● **ACTION ITEM**
Report every line below that carries the word "SessionEvent".

- - -

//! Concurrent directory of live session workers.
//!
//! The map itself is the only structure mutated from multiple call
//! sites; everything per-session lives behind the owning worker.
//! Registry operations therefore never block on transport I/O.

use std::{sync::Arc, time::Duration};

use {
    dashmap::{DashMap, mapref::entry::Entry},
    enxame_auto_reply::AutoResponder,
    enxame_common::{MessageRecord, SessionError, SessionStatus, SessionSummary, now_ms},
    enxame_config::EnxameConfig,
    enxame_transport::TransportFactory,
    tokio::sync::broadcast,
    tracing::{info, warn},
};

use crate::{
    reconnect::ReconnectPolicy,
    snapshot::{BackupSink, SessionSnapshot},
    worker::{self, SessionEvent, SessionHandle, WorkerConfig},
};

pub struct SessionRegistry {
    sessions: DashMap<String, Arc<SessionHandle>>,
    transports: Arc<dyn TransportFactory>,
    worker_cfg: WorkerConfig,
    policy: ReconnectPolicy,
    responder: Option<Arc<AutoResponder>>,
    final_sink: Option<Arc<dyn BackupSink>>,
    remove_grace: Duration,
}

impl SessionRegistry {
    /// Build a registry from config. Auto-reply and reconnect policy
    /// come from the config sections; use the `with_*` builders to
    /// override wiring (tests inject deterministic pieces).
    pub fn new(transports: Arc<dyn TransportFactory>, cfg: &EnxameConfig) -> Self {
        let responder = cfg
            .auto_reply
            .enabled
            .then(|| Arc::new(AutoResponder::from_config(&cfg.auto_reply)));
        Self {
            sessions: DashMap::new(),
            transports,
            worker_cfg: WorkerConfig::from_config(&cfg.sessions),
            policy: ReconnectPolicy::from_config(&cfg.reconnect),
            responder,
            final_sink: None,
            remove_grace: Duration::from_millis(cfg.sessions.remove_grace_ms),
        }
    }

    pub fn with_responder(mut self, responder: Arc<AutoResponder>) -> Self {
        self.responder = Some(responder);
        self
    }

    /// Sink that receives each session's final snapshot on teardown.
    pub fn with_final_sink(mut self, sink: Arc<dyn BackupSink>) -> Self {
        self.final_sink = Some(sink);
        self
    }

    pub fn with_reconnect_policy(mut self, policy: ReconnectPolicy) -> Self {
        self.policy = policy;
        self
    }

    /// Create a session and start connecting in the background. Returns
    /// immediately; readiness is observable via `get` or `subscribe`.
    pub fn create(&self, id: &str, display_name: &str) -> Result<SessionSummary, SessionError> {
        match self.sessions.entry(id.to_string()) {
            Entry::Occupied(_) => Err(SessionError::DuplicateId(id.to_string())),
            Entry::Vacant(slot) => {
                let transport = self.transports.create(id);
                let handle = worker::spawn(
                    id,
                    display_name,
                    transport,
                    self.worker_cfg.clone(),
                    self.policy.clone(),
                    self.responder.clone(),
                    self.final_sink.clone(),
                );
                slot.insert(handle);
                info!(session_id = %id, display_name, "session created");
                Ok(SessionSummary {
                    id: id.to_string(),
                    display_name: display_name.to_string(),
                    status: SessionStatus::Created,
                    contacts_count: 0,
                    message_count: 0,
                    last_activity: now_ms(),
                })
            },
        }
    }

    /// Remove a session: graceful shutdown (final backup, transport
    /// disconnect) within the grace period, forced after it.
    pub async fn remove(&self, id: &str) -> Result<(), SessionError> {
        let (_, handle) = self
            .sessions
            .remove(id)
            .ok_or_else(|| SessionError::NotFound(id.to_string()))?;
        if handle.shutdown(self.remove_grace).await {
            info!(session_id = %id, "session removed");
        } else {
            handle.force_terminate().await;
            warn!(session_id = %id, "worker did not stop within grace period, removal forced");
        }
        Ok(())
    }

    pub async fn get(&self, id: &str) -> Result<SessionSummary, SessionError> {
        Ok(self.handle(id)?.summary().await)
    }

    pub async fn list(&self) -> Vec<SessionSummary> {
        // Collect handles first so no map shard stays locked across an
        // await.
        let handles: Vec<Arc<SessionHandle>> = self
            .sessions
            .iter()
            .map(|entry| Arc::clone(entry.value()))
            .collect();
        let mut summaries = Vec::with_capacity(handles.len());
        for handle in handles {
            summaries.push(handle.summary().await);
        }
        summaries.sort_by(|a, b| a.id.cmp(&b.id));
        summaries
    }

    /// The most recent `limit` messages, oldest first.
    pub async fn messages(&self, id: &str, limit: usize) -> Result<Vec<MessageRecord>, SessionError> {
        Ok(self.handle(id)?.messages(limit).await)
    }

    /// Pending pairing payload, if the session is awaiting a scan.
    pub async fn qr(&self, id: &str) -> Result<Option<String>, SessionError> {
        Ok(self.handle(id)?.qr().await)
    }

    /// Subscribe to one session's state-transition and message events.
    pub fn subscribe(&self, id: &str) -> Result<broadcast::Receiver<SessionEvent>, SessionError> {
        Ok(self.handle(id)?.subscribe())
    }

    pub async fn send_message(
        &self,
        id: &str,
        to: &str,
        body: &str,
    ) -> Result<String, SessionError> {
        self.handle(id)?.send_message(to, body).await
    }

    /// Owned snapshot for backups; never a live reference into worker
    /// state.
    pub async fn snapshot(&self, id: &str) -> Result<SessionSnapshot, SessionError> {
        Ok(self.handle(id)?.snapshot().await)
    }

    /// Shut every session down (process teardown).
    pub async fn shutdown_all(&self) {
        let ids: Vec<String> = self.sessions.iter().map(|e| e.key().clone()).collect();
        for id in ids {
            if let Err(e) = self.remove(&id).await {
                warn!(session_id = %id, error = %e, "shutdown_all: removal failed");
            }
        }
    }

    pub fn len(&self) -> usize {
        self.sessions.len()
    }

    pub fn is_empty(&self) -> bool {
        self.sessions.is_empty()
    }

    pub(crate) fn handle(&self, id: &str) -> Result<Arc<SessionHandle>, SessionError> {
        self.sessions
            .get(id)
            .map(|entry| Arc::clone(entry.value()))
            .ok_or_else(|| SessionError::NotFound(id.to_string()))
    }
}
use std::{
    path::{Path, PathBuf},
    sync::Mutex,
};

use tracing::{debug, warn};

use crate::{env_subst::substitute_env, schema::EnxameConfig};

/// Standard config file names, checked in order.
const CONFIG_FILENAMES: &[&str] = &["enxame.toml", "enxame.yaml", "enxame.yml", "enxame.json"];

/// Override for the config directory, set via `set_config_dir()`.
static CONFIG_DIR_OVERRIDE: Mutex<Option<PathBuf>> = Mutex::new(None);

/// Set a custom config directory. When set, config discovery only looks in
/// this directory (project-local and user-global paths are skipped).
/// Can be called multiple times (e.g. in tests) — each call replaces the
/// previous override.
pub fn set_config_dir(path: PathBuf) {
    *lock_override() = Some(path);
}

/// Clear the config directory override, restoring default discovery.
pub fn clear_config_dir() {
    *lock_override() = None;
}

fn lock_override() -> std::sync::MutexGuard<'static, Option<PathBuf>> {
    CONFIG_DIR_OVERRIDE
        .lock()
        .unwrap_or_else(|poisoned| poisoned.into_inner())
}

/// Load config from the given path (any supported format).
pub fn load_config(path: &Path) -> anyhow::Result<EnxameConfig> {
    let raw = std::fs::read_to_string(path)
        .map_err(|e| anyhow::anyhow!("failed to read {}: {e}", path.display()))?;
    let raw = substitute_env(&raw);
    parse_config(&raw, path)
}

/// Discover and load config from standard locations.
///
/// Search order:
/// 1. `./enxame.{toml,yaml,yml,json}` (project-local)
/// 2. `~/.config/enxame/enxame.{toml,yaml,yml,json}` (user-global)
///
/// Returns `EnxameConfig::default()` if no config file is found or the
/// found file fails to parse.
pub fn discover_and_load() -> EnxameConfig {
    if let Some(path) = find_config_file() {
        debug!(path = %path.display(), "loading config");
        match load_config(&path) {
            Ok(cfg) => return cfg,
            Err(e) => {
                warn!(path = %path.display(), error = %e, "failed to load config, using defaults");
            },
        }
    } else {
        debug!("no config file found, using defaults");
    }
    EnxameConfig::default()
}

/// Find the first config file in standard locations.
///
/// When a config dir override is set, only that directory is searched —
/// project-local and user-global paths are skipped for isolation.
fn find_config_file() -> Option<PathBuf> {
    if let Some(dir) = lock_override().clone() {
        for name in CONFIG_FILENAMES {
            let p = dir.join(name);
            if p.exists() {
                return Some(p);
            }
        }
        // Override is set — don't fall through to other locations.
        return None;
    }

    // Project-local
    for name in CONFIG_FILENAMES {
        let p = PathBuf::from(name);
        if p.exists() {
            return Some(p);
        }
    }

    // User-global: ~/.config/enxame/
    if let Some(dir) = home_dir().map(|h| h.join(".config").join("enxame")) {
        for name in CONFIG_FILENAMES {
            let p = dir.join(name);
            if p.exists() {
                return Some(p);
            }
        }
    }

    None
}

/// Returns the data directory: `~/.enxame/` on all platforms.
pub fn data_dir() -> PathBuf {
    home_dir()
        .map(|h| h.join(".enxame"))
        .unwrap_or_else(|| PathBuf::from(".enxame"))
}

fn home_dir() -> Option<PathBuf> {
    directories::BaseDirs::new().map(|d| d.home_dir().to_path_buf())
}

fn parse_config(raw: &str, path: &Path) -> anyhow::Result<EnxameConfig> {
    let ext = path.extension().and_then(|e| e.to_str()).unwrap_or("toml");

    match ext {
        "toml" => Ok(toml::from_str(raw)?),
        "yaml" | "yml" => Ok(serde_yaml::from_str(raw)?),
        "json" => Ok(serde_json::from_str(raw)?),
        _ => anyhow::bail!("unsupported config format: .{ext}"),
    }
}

- - -

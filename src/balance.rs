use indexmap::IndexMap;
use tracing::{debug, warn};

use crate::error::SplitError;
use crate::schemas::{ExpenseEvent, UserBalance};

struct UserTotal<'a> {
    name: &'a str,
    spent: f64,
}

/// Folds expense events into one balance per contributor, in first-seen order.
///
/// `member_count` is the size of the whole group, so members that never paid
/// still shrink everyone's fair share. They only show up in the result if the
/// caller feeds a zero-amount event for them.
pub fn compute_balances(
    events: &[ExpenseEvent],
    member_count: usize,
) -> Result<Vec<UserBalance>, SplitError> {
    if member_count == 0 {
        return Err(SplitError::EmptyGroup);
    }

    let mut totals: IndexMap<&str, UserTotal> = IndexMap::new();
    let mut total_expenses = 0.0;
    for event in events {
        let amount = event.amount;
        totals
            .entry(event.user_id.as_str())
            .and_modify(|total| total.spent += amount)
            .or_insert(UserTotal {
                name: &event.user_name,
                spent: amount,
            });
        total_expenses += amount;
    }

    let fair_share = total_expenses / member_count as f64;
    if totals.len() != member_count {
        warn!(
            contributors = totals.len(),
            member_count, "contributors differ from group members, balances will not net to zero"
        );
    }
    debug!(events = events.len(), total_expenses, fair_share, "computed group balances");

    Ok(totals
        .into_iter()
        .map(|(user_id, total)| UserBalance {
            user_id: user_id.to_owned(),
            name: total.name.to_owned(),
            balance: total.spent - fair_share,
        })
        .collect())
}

- - -

● **ANSWER SPACE**
    worker::{self, SessionEvent, SessionHandle, WorkerConfig},
    pub fn subscribe(&self, id: &str) -> Result<broadcast::Receiver<SessionEvent>, SessionError> {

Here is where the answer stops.